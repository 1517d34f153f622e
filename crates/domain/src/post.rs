use chrono::{DateTime, Utc};

use murmur_core::{Aggregate, AggregateRoot, DomainError, DomainResult, PostBody, PostId, UserId};
use murmur_events::{DomainEvent, EventKind, EventRecord, PostPublished, PostRetracted};

/// Aggregate root: Post.
///
/// Lifecycle `Draft → Published → Retracted`; `Draft` is implicit (no
/// events yet) and `Retracted` is terminal.
#[derive(Debug, Clone, PartialEq, Eq)]
pub struct Post {
    id: PostId,
    author_id: Option<UserId>,
    body: Option<PostBody>,
    published_at: Option<DateTime<Utc>>,
    retracted: bool,
    version: u64,
    pending: Vec<EventRecord>,
}

impl Post {
    /// Create an empty, not-yet-published aggregate instance.
    pub fn empty(id: PostId) -> Self {
        Self {
            id,
            author_id: None,
            body: None,
            published_at: None,
            retracted: false,
            version: 0,
            pending: Vec::new(),
        }
    }

    /// Rebuild state from an event stream, in version order.
    ///
    /// Fails with [`DomainError::EmptyStream`] if the stream is empty or
    /// does not begin with `PostPublished`.
    pub fn rehydrate(stream: &[EventRecord]) -> DomainResult<Self> {
        let first = stream.first().ok_or(DomainError::EmptyStream)?;
        if first.kind() != EventKind::PostPublished {
            return Err(DomainError::EmptyStream);
        }

        let mut post = Self::empty(PostId::from(first.aggregate_id()));
        for record in stream {
            post.apply(record.payload());
        }
        Ok(post)
    }

    /// Decision: publish the post.
    ///
    /// Only valid on a fresh stream. `at` doubles as the publication time
    /// recorded in the event body.
    pub fn publish(
        &mut self,
        author_id: UserId,
        body: PostBody,
        at: DateTime<Utc>,
    ) -> DomainResult<()> {
        if self.version > 0 {
            return Err(DomainError::AlreadyCreated);
        }
        self.emit(
            DomainEvent::PostPublished(PostPublished {
                author_id,
                body,
                published_at: at,
            }),
            at,
        );
        Ok(())
    }

    /// Decision: retract the post.
    pub fn retract(&mut self, at: DateTime<Utc>) -> DomainResult<()> {
        if self.version == 0 {
            return Err(DomainError::EmptyStream);
        }
        if self.retracted {
            return Err(DomainError::AlreadyRetracted);
        }
        self.emit(DomainEvent::PostRetracted(PostRetracted), at);
        Ok(())
    }

    /// Uncommitted events decided since rehydration; clears the buffer.
    pub fn drain(&mut self) -> Vec<EventRecord> {
        std::mem::take(&mut self.pending)
    }

    pub fn author_id(&self) -> Option<UserId> {
        self.author_id
    }

    pub fn body(&self) -> Option<&PostBody> {
        self.body.as_ref()
    }

    pub fn published_at(&self) -> Option<DateTime<Utc>> {
        self.published_at
    }

    pub fn is_retracted(&self) -> bool {
        self.retracted
    }

    fn emit(&mut self, payload: DomainEvent, at: DateTime<Utc>) {
        let record = EventRecord::emit(self.id.into(), self.version + 1, at, payload);
        self.apply(record.payload());
        self.pending.push(record);
    }
}

impl AggregateRoot for Post {
    type Id = PostId;

    fn id(&self) -> &Self::Id {
        &self.id
    }

    fn version(&self) -> u64 {
        self.version
    }
}

impl Aggregate for Post {
    type Event = DomainEvent;

    fn apply(&mut self, event: &Self::Event) {
        match event {
            DomainEvent::PostPublished(e) => {
                self.author_id = Some(e.author_id);
                self.body = Some(e.body.clone());
                self.published_at = Some(e.published_at);
                self.retracted = false;
            }
            DomainEvent::PostRetracted(_) => {
                self.retracted = true;
            }
            _ => {}
        }

        // Deterministic version tracking: +1 per applied event.
        self.version += 1;
    }
}

#[cfg(test)]
mod tests {
    use super::*;
    use proptest::prelude::*;

    fn body(s: &str) -> PostBody {
        PostBody::new(s).unwrap()
    }

    #[test]
    fn publish_then_retract_walks_the_lifecycle() {
        let mut post = Post::empty(PostId::new());
        let author = UserId::new();
        let at = Utc::now();

        post.publish(author, body("hi"), at).unwrap();
        assert_eq!(post.author_id(), Some(author));
        assert_eq!(post.published_at(), Some(at));
        assert!(!post.is_retracted());
        assert_eq!(post.version(), 1);

        post.retract(Utc::now()).unwrap();
        assert!(post.is_retracted());
        assert_eq!(post.version(), 2);

        let drained = post.drain();
        assert_eq!(drained.len(), 2);
        assert_eq!(drained[0].version(), 1);
        assert_eq!(drained[1].version(), 2);
        assert_eq!(drained[1].kind(), EventKind::PostRetracted);
    }

    #[test]
    fn publish_twice_is_rejected() {
        let mut post = Post::empty(PostId::new());
        post.publish(UserId::new(), body("a"), Utc::now()).unwrap();
        let err = post.publish(UserId::new(), body("b"), Utc::now()).unwrap_err();
        assert_eq!(err, DomainError::AlreadyCreated);
    }

    #[test]
    fn retract_twice_is_rejected() {
        let mut post = Post::empty(PostId::new());
        post.publish(UserId::new(), body("a"), Utc::now()).unwrap();
        post.retract(Utc::now()).unwrap();
        let err = post.retract(Utc::now()).unwrap_err();
        assert_eq!(err, DomainError::AlreadyRetracted);
        assert_eq!(post.drain().len(), 2);
    }

    #[test]
    fn retract_on_draft_is_rejected() {
        let mut post = Post::empty(PostId::new());
        assert_eq!(post.retract(Utc::now()).unwrap_err(), DomainError::EmptyStream);
    }

    #[test]
    fn rehydrate_restores_a_retracted_post() {
        let mut post = Post::empty(PostId::new());
        post.publish(UserId::new(), body("gone soon"), Utc::now()).unwrap();
        post.retract(Utc::now()).unwrap();
        let stream = post.drain();

        let rebuilt = Post::rehydrate(&stream).unwrap();
        assert!(rebuilt.is_retracted());
        assert_eq!(rebuilt.version(), 2);
        assert_eq!(rebuilt.body(), Some(&body("gone soon")));
    }

    proptest! {
        #![proptest_config(ProptestConfig {
            cases: 256,
            ..ProptestConfig::default()
        })]

        /// Property: any valid decision sequence leaves a dense, 1-based
        /// version trail, and rehydrating from the drained stream
        /// reproduces the aggregate state exactly.
        #[test]
        fn drained_streams_are_dense_and_replayable(
            raw_body in "[a-zA-Z0-9][a-zA-Z0-9 ]{0,279}",
            retract in any::<bool>(),
        ) {
            let mut post = Post::empty(PostId::new());
            let author = UserId::new();
            post.publish(author, PostBody::new(raw_body).unwrap(), Utc::now()).unwrap();
            if retract {
                post.retract(Utc::now()).unwrap();
            }

            let stream = post.drain();
            for (idx, record) in stream.iter().enumerate() {
                prop_assert_eq!(record.version(), idx as u64 + 1);
            }

            let rebuilt = Post::rehydrate(&stream).unwrap();
            prop_assert_eq!(rebuilt.version(), post.version());
            prop_assert_eq!(rebuilt.is_retracted(), post.is_retracted());
            prop_assert_eq!(rebuilt.author_id(), Some(author));
        }
    }

    #[test]
    fn rehydrate_rejects_empty_or_foreign_streams() {
        assert_eq!(Post::rehydrate(&[]).unwrap_err(), DomainError::EmptyStream);

        let mut user = crate::User::empty(UserId::new());
        user.register(murmur_core::Username::new("carol").unwrap(), Utc::now())
            .unwrap();
        assert_eq!(
            Post::rehydrate(&user.drain()).unwrap_err(),
            DomainError::EmptyStream
        );
    }
}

● WORK ORDER:
So that nothing differs from the original, transcribe all of the records above.

● PROBLEM SOLUTION:
repository 1517d34f153f622e
filename crates/domain/src/post.rs
use chrono::{DateTime, Utc};

use murmur_core::{Aggregate, AggregateRoot, DomainError, DomainResult, PostBody, PostId, UserId};
use murmur_events::{DomainEvent, EventKind, EventRecord, PostPublished, PostRetracted};

/// Aggregate root: Post.
///
/// Lifecycle `Draft → Published → Retracted`; `Draft` is implicit (no
/// events yet) and `Retracted` is terminal.
#[derive(Debug, Clone, PartialEq, Eq)]
pub struct Post {
    id: PostId,
    author_id: Option<UserId>,
    body: Option<PostBody>,
    published_at: Option<DateTime<Utc>>,
    retracted: bool,
    version: u64,
    pending: Vec<EventRecord>,
}

impl Post {
    /// Create an empty, not-yet-published aggregate instance.
    pub fn empty(id: PostId) -> Self {
        Self {
            id,
            author_id: None,
            body: None,
            published_at: None,
            retracted: false,
            version: 0,
            pending: Vec::new(),
        }
    }

    /// Rebuild state from an event stream, in version order.
    ///
    /// Fails with [`DomainError::EmptyStream`] if the stream is empty or
    /// does not begin with `PostPublished`.
    pub fn rehydrate(stream: &[EventRecord]) -> DomainResult<Self> {
        let first = stream.first().ok_or(DomainError::EmptyStream)?;
        if first.kind() != EventKind::PostPublished {
            return Err(DomainError::EmptyStream);
        }

        let mut post = Self::empty(PostId::from(first.aggregate_id()));
        for record in stream {
            post.apply(record.payload());
        }
        Ok(post)
    }

    /// Decision: publish the post.
    ///
    /// Only valid on a fresh stream. `at` doubles as the publication time
    /// recorded in the event body.
    pub fn publish(
        &mut self,
        author_id: UserId,
        body: PostBody,
        at: DateTime<Utc>,
    ) -> DomainResult<()> {
        if self.version > 0 {
            return Err(DomainError::AlreadyCreated);
        }
        self.emit(
            DomainEvent::PostPublished(PostPublished {
                author_id,
                body,
                published_at: at,
            }),
            at,
        );
        Ok(())
    }

    /// Decision: retract the post.
    pub fn retract(&mut self, at: DateTime<Utc>) -> DomainResult<()> {
        if self.version == 0 {
            return Err(DomainError::EmptyStream);
        }
        if self.retracted {
            return Err(DomainError::AlreadyRetracted);
        }
        self.emit(DomainEvent::PostRetracted(PostRetracted), at);
        Ok(())
    }

    /// Uncommitted events decided since rehydration; clears the buffer.
    pub fn drain(&mut self) -> Vec<EventRecord> {
        std::mem::take(&mut self.pending)
    }

    pub fn author_id(&self) -> Option<UserId> {
        self.author_id
    }

    pub fn body(&self) -> Option<&PostBody> {
        self.body.as_ref()
    }

    pub fn published_at(&self) -> Option<DateTime<Utc>> {
        self.published_at
    }

    pub fn is_retracted(&self) -> bool {
        self.retracted
    }

    fn emit(&mut self, payload: DomainEvent, at: DateTime<Utc>) {
        let record = EventRecord::emit(self.id.into(), self.version + 1, at, payload);
        self.apply(record.payload());
        self.pending.push(record);
    }
}

impl AggregateRoot for Post {
    type Id = PostId;

    fn id(&self) -> &Self::Id {
        &self.id
    }

    fn version(&self) -> u64 {
        self.version
    }
}

impl Aggregate for Post {
    type Event = DomainEvent;

    fn apply(&mut self, event: &Self::Event) {
        match event {
            DomainEvent::PostPublished(e) => {
                self.author_id = Some(e.author_id);
                self.body = Some(e.body.clone());
                self.published_at = Some(e.published_at);
                self.retracted = false;
            }
            DomainEvent::PostRetracted(_) => {
                self.retracted = true;
            }
            _ => {}
        }

        // Deterministic version tracking: +1 per applied event.
        self.version += 1;
    }
}

#[cfg(test)]
mod tests {
    use super::*;
    use proptest::prelude::*;

    fn body(s: &str) -> PostBody {
        PostBody::new(s).unwrap()
    }

    #[test]
    fn publish_then_retract_walks_the_lifecycle() {
        let mut post = Post::empty(PostId::new());
        let author = UserId::new();
        let at = Utc::now();

        post.publish(author, body("hi"), at).unwrap();
        assert_eq!(post.author_id(), Some(author));
        assert_eq!(post.published_at(), Some(at));
        assert!(!post.is_retracted());
        assert_eq!(post.version(), 1);

        post.retract(Utc::now()).unwrap();
        assert!(post.is_retracted());
        assert_eq!(post.version(), 2);

        let drained = post.drain();
        assert_eq!(drained.len(), 2);
        assert_eq!(drained[0].version(), 1);
        assert_eq!(drained[1].version(), 2);
        assert_eq!(drained[1].kind(), EventKind::PostRetracted);
    }

    #[test]
    fn publish_twice_is_rejected() {
        let mut post = Post::empty(PostId::new());
        post.publish(UserId::new(), body("a"), Utc::now()).unwrap();
        let err = post.publish(UserId::new(), body("b"), Utc::now()).unwrap_err();
        assert_eq!(err, DomainError::AlreadyCreated);
    }

    #[test]
    fn retract_twice_is_rejected() {
        let mut post = Post::empty(PostId::new());
        post.publish(UserId::new(), body("a"), Utc::now()).unwrap();
        post.retract(Utc::now()).unwrap();
        let err = post.retract(Utc::now()).unwrap_err();
        assert_eq!(err, DomainError::AlreadyRetracted);
        assert_eq!(post.drain().len(), 2);
    }

    #[test]
    fn retract_on_draft_is_rejected() {
        let mut post = Post::empty(PostId::new());
        assert_eq!(post.retract(Utc::now()).unwrap_err(), DomainError::EmptyStream);
    }

    #[test]
    fn rehydrate_restores_a_retracted_post() {
        let mut post = Post::empty(PostId::new());
        post.publish(UserId::new(), body("gone soon"), Utc::now()).unwrap();
        post.retract(Utc::now()).unwrap();
        let stream = post.drain();

        let rebuilt = Post::rehydrate(&stream).unwrap();
        assert!(rebuilt.is_retracted());
        assert_eq!(rebuilt.version(), 2);
        assert_eq!(rebuilt.body(), Some(&body("gone soon")));
    }

    proptest! {
        #![proptest_config(ProptestConfig {
            cases: 256,
            ..ProptestConfig::default()
        })]

        /// Property: any valid decision sequence leaves a dense, 1-based
        /// version trail, and rehydrating from the drained stream
        /// reproduces the aggregate state exactly.
        #[test]
        fn drained_streams_are_dense_and_replayable(
            raw_body in "[a-zA-Z0-9][a-zA-Z0-9 ]{0,279}",
            retract in any::<bool>(),
        ) {
            let mut post = Post::empty(PostId::new());
            let author = UserId::new();
            post.publish(author, PostBody::new(raw_body).unwrap(), Utc::now()).unwrap();
            if retract {
                post.retract(Utc::now()).unwrap();
            }

            let stream = post.drain();
            for (idx, record) in stream.iter().enumerate() {
                prop_assert_eq!(record.version(), idx as u64 + 1);
            }

            let rebuilt = Post::rehydrate(&stream).unwrap();
            prop_assert_eq!(rebuilt.version(), post.version());
            prop_assert_eq!(rebuilt.is_retracted(), post.is_retracted());
            prop_assert_eq!(rebuilt.author_id(), Some(author));
        }
    }

    #[test]
    fn rehydrate_rejects_empty_or_foreign_streams() {
        assert_eq!(Post::rehydrate(&[]).unwrap_err(), DomainError::EmptyStream);

        let mut user = crate::User::empty(UserId::new());
        user.register(murmur_core::Username::new("carol").unwrap(), Utc::now())
            .unwrap();
        assert_eq!(
            Post::rehydrate(&user.drain()).unwrap_err(),
            DomainError::EmptyStream
        );
    }
}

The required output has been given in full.